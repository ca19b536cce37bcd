//! Configuration types for the control task.
//!
//! These are the runtime configuration structs used by `ControlTask`.
//! They are separate from the TOML-deserialized config in `tipctl_config`.

use tipctl_traits::{Setting, Settings, Tick};

pub use tipctl_config::IntegralSource;

/// Loop timing and integral behaviour.
#[derive(Debug, Clone)]
pub struct ControlCfg {
    /// Control cycles per second; informational for the notifier pacing.
    pub rate_hz: u32,
    /// Bounded wait on the sample gate, in ticks.
    pub sample_timeout: Tick,
    /// Source of the integral (heat-loss) term.
    pub integral: IntegralSource,
    /// Filtered reads issued at start to settle the ADC filter.
    pub preseed_reads: u32,
    /// Ticks slept between preseed reads.
    pub preseed_spacing: Tick,
    /// Emit a `debug!` event with the full state on every committed cycle.
    pub trace_state: bool,
}

impl Default for ControlCfg {
    fn default() -> Self {
        Self {
            rate_hz: 8,
            sample_timeout: 2000,
            integral: IntegralSource::ErrorHistory,
            preseed_reads: 64,
            preseed_spacing: 2,
            trace_state: false,
        }
    }
}

/// Setpoint ceiling, runaway detection and ADC saturation cutoff.
#[derive(Debug, Clone)]
pub struct SafetyCfg {
    /// Setpoint ceiling in °C (never above `power::MAX_TARGET_C`).
    pub max_target_c: u32,
    /// Error above which the tip is expected to be heating, and the
    /// temperature move that counts as progress (°C).
    pub runaway_threshold_c: u16,
    /// Ticks the tip may stall while heating hard before runaway trips.
    pub runaway_time: Tick,
    /// Raw readings strictly above `0x7FFF - margin` cut the heater.
    pub adc_saturation_margin: u16,
}

impl Default for SafetyCfg {
    fn default() -> Self {
        Self {
            max_target_c: 450,
            runaway_threshold_c: 10,
            runaway_time: 20 * tipctl_traits::TICKS_PER_SECOND,
            adc_saturation_margin: 32,
        }
    }
}

/// Slew limiting of the committed power.
#[derive(Debug, Clone, Default)]
pub struct PowerCfg {
    /// Maximum increase per cycle in tenths of a watt; `None` disables the limiter.
    pub slew_limit_x10w: Option<i32>,
}

/// Seed values for a `MemorySettings`-style store.
#[derive(Debug, Clone, Default)]
pub struct KeepAwakeCfg {
    pub pulse_x10w: u16,
    pub wait_multiplier: u16,
    pub duration_multiplier: u16,
}

/// Settings store with every value at zero: no keep-awake pulse, no power limit.
#[derive(Debug, Clone, Copy, Default)]
pub struct FactorySettings;

impl Settings for FactorySettings {
    fn get(&self, _setting: Setting) -> u16 {
        0
    }
}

> **TASK ITEM**
When you restate the listing, keep each line identical to the original.

> **SOLVED EXERCISE**
repository ca19b536cce37bcd
//! Configuration types for the control task.
//!
//! These are the runtime configuration structs used by `ControlTask`.
//! They are separate from the TOML-deserialized config in `tipctl_config`.

use tipctl_traits::{Setting, Settings, Tick};

pub use tipctl_config::IntegralSource;

/// Loop timing and integral behaviour.
#[derive(Debug, Clone)]
pub struct ControlCfg {
    /// Control cycles per second; informational for the notifier pacing.
    pub rate_hz: u32,
    /// Bounded wait on the sample gate, in ticks.
    pub sample_timeout: Tick,
    /// Source of the integral (heat-loss) term.
    pub integral: IntegralSource,
    /// Filtered reads issued at start to settle the ADC filter.
    pub preseed_reads: u32,
    /// Ticks slept between preseed reads.
    pub preseed_spacing: Tick,
    /// Emit a `debug!` event with the full state on every committed cycle.
    pub trace_state: bool,
}

impl Default for ControlCfg {
    fn default() -> Self {
        Self {
            rate_hz: 8,
            sample_timeout: 2000,
            integral: IntegralSource::ErrorHistory,
            preseed_reads: 64,
            preseed_spacing: 2,
            trace_state: false,
        }
    }
}

/// Setpoint ceiling, runaway detection and ADC saturation cutoff.
#[derive(Debug, Clone)]
pub struct SafetyCfg {
    /// Setpoint ceiling in °C (never above `power::MAX_TARGET_C`).
    pub max_target_c: u32,
    /// Error above which the tip is expected to be heating, and the
    /// temperature move that counts as progress (°C).
    pub runaway_threshold_c: u16,
    /// Ticks the tip may stall while heating hard before runaway trips.
    pub runaway_time: Tick,
    /// Raw readings strictly above `0x7FFF - margin` cut the heater.
    pub adc_saturation_margin: u16,
}

impl Default for SafetyCfg {
    fn default() -> Self {
        Self {
            max_target_c: 450,
            runaway_threshold_c: 10,
            runaway_time: 20 * tipctl_traits::TICKS_PER_SECOND,
            adc_saturation_margin: 32,
        }
    }
}

/// Slew limiting of the committed power.
#[derive(Debug, Clone, Default)]
pub struct PowerCfg {
    /// Maximum increase per cycle in tenths of a watt; `None` disables the limiter.
    pub slew_limit_x10w: Option<i32>,
}

/// Seed values for a `MemorySettings`-style store.
#[derive(Debug, Clone, Default)]
pub struct KeepAwakeCfg {
    pub pulse_x10w: u16,
    pub wait_multiplier: u16,
    pub duration_multiplier: u16,
}

/// Settings store with every value at zero: no keep-awake pulse, no power limit.
#[derive(Debug, Clone, Copy, Default)]
pub struct FactorySettings;

impl Settings for FactorySettings {
    fn get(&self, _setting: Setting) -> u16 {
        0
    }
}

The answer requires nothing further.